Тем не менее, в год моего рождения умерли за одну неделю трое старших детей (Яков, Анастасия и Тодось), заболев на дифтерию. Сначала заболел Яков, который учился в гимназии в городе Немиров. Затем, заразившись от него, заболела Анастасия, а затем и шестилетний Феодосий (Тодось). После этого за мой уход взялись более тщательно.
Время было очень трудное и, чтобы выжить, моим родителям со старшими детьми приходилось настойчиво работать. Девчатам учиться почти не приходилось. Их после одного-двух классов сельской школы отдавали в науку к портнихам. Такую науку прошли сестры Елизавета и Анастасия, которые смогли дальше самостоятельно шить женскую одежду. А от них научились этому ремеслу Вера и Лариса. В летнее время они занимались роботами в поле и по хозяйству, а зимой шили разнообразную одежду. Одежду изготовляли как из фабричного холста, так и из домашнего. Для изготовления одежды повседневного употребления пряли пряжу, из которой в дальнейшем изготовляли домотканный холст.
После моего рождения мать часто болела. Несмотря на это ей вместе с отцом постоянно приходилось беспокоиться о нас детей, чтобы мы были всегда накормлены и одеты. Мать так и осталась неграмотной, тем не менее, за чуткость и заботу о нас мы всегда любили ее и уважали.
1.2. Село Колюхов
Наше село находится на расстоянии приблизительно около полутора километров от речки Южный Буг. В эту речку впадает маленькая речушка по обоим берегам которой и раскинулось село Колюхов. Речушка начинается в центре села из небольшого родника. На пути протекания речушки, в направлении к реке, в селе построили плотины, вследствие чего образовалось целый ряд прудов. На сегодняшний день таких прудов можно насчитать уже шесть, хотя в начале двадцатого столетия их было только три.

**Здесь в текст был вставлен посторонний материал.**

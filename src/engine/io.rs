//! Audio file I/O for Wavseal
//!
//! Reads WAV files into raw PCM bytes and writes them back unchanged. Unlike
//! a playback pipeline there is no resampling and no float conversion: the
//! bytes handed to the codec are exactly the bytes of the data chunk, and a
//! decode/encode round trip must be lossless or embedded signatures break.
//!
//! Multi-byte samples are laid out little-endian. 8-bit samples keep the
//! unsigned (offset 128) representation WAV uses on disk.

use std::io;
use std::path::Path;

use hound::{SampleFormat, WavReader, WavSpec, WavWriter};
use log::debug;

use crate::engine::buffer::{ByteOrder, PcmSpec, SampleBuffer, SampleWidth};
use crate::error::{Result, WavsealError};

/// Decode a WAV file into a sample buffer
///
/// # Arguments
/// * `path` - Path to the WAV file
/// * `byte_order` - Embedding policy recorded on the returned buffer
///
/// # Errors
/// * `FileRead` - If the file does not exist or cannot be read
/// * `InvalidAudio` - If the file is not a valid WAV file
/// * `UnsupportedFormat` - If the sample format has no lossless byte mapping
pub fn decode_audio(path: &Path, byte_order: ByteOrder) -> Result<SampleBuffer> {
    if !path.exists() {
        return Err(WavsealError::FileRead {
            path: path.to_path_buf(),
            source: io::Error::new(io::ErrorKind::NotFound, "file does not exist"),
        });
    }

    let mut reader = WavReader::open(path).map_err(|e| read_error(path, e))?;
    let wav_spec = reader.spec();
    let spec = pcm_spec_from_wav(&wav_spec)?;
    let width = spec.sample_width.bytes();

    let mut data = Vec::with_capacity(reader.len() as usize * width);

    match (wav_spec.sample_format, spec.sample_width) {
        (SampleFormat::Float, _) => {
            for sample in reader.samples::<f32>() {
                let sample = sample.map_err(|e| read_error(path, e))?;
                data.extend_from_slice(&sample.to_bits().to_le_bytes());
            }
        }
        (SampleFormat::Int, SampleWidth::One) => {
            for sample in reader.samples::<i8>() {
                let sample = sample.map_err(|e| read_error(path, e))?;
                data.push(signed_to_unsigned_8(sample));
            }
        }
        (SampleFormat::Int, SampleWidth::Two) => {
            for sample in reader.samples::<i16>() {
                let sample = sample.map_err(|e| read_error(path, e))?;
                data.extend_from_slice(&sample.to_le_bytes());
            }
        }
        (SampleFormat::Int, width) => {
            for sample in reader.samples::<i32>() {
                let sample = sample.map_err(|e| read_error(path, e))?;
                data.extend_from_slice(&sample.to_le_bytes()[..width.bytes()]);
            }
        }
    }

    debug!(
        "Decoded {}: {} samples, {}-bit, {} ch, {} Hz",
        path.display(),
        data.len() / width,
        spec.sample_width.bits(),
        spec.channels,
        spec.frame_rate
    );

    SampleBuffer::new(data, spec, byte_order)
}

/// Encode a sample buffer into a WAV file
///
/// The output has the same sample width, channel count and frame rate as
/// the buffer. Existing files are overwritten.
///
/// # Errors
/// * `FileWrite` - If the file cannot be created or written
/// * `InvalidAudio` - If the encoder rejects a sample
pub fn encode_audio(buffer: &SampleBuffer, path: &Path) -> Result<()> {
    let spec = buffer.spec();
    let wav_spec = WavSpec {
        channels: spec.channels,
        sample_rate: spec.frame_rate,
        bits_per_sample: spec.sample_width.bits(),
        sample_format: if spec.is_float {
            SampleFormat::Float
        } else {
            SampleFormat::Int
        },
    };

    let mut writer = WavWriter::create(path, wav_spec).map_err(|e| write_error(path, e))?;
    let width = spec.sample_width.bytes();

    for chunk in buffer.as_bytes().chunks_exact(width) {
        if spec.is_float {
            let bits = u32::from_le_bytes([chunk[0], chunk[1], chunk[2], chunk[3]]);
            writer
                .write_sample(f32::from_bits(bits))
                .map_err(|e| write_error(path, e))?;
            continue;
        }

        let written = match spec.sample_width {
            SampleWidth::One => writer.write_sample(unsigned_to_signed_8(chunk[0])),
            SampleWidth::Two => writer.write_sample(i16::from_le_bytes([chunk[0], chunk[1]])),
            _ => writer.write_sample(int_from_le_bytes(chunk)),
        };
        written.map_err(|e| write_error(path, e))?;
    }

    writer.finalize().map_err(|e| write_error(path, e))?;

    debug!(
        "Encoded {}: {} samples, {}-bit, {} ch, {} Hz",
        path.display(),
        buffer.num_samples(),
        spec.sample_width.bits(),
        spec.channels,
        spec.frame_rate
    );

    Ok(())
}

/// Generate an integer PCM sine tone, identical in every channel
///
/// Useful for exercising the codec on realistic, non-silent audio.
pub fn generate_test_tone(
    frequency: f32,
    duration_secs: f32,
    spec: PcmSpec,
    byte_order: ByteOrder,
) -> Result<SampleBuffer> {
    let num_frames = (duration_secs * spec.frame_rate as f32) as usize;
    let width = spec.sample_width.bytes();
    let mut data = Vec::with_capacity(num_frames * spec.channels as usize * width);

    let angular_freq = 2.0 * std::f32::consts::PI * frequency / spec.frame_rate as f32;

    for i in 0..num_frames {
        // Half scale so the tone never clips
        let value = 0.5 * (angular_freq * i as f32).sin();

        for _ in 0..spec.channels {
            if spec.is_float {
                data.extend_from_slice(&value.to_bits().to_le_bytes());
                continue;
            }
            match spec.sample_width {
                SampleWidth::One => {
                    data.push(signed_to_unsigned_8((value * 127.0) as i8));
                }
                SampleWidth::Two => {
                    data.extend_from_slice(&((value * 32767.0) as i16).to_le_bytes());
                }
                SampleWidth::Three => {
                    data.extend_from_slice(&((value * 8388607.0) as i32).to_le_bytes()[..3]);
                }
                SampleWidth::Four => {
                    data.extend_from_slice(&((value as f64 * 2147483647.0) as i32).to_le_bytes());
                }
            }
        }
    }

    SampleBuffer::new(data, spec, byte_order)
}

// ============================================================================
// Internal helper functions
// ============================================================================

fn pcm_spec_from_wav(wav_spec: &WavSpec) -> Result<PcmSpec> {
    let sample_width = SampleWidth::from_bits(wav_spec.bits_per_sample)?;

    match wav_spec.sample_format {
        SampleFormat::Float if sample_width != SampleWidth::Four => {
            Err(WavsealError::UnsupportedFormat {
                format: format!("{}-bit float audio", wav_spec.bits_per_sample),
            })
        }
        SampleFormat::Float => Ok(PcmSpec::float(wav_spec.channels, wav_spec.sample_rate)),
        SampleFormat::Int => Ok(PcmSpec::new(
            sample_width,
            wav_spec.channels,
            wav_spec.sample_rate,
        )),
    }
}

/// hound exposes 8-bit samples as signed; on disk they are offset by 128
#[inline]
fn signed_to_unsigned_8(sample: i8) -> u8 {
    (sample as u8) ^ 0x80
}

#[inline]
fn unsigned_to_signed_8(byte: u8) -> i8 {
    (byte ^ 0x80) as i8
}

/// Sign-extend a 3 or 4 byte little-endian integer
fn int_from_le_bytes(chunk: &[u8]) -> i32 {
    let mut bytes = [0u8; 4];
    bytes[..chunk.len()].copy_from_slice(chunk);
    if chunk.len() < 4 && chunk[chunk.len() - 1] & 0x80 != 0 {
        for byte in &mut bytes[chunk.len()..] {
            *byte = 0xFF;
        }
    }
    i32::from_le_bytes(bytes)
}

fn read_error(path: &Path, e: hound::Error) -> WavsealError {
    match e {
        hound::Error::IoError(source) => WavsealError::FileRead {
            path: path.to_path_buf(),
            source,
        },
        hound::Error::Unsupported => WavsealError::UnsupportedFormat {
            format: format!("{} uses a WAV feature the decoder does not support", path.display()),
        },
        other => WavsealError::InvalidAudio {
            reason: format!("Failed to read WAV file {}: {}", path.display(), other),
            source: Some(other),
        },
    }
}

fn write_error(path: &Path, e: hound::Error) -> WavsealError {
    match e {
        hound::Error::IoError(source) => WavsealError::FileWrite {
            path: path.to_path_buf(),
            source,
        },
        other => WavsealError::InvalidAudio {
            reason: format!("Failed to write WAV file {}: {}", path.display(), other),
            source: Some(other),
        },
    }
}

// ============================================================================
// Tests
// ============================================================================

Название нашего села «Колюхов», судя по всему, происходит от слова «колюхи». Так от села к речке Южный Буг направляется дорога, возле которой еще на моей памяти росли густые заросли дикого боярышника всыпанного колюхами к такой степени, что продраться через него было почти невозможно. С течением времени эти заросли понемногу стали исчезать и в наше время уже тяжело найти даже их следы. Через речку, в ее наиболее узкой части, была налажена переправа в направлении соседнего села Никифоровцы с помощью парома. Где-то в восьмидесятые годы паром заменили на понтонный мост. В этом месте есть довольно глубокое озеро-старица, которое соединяется небольшим протоком с речкой. Вода в озере такая прозрачная, что местами можно увидеть дно.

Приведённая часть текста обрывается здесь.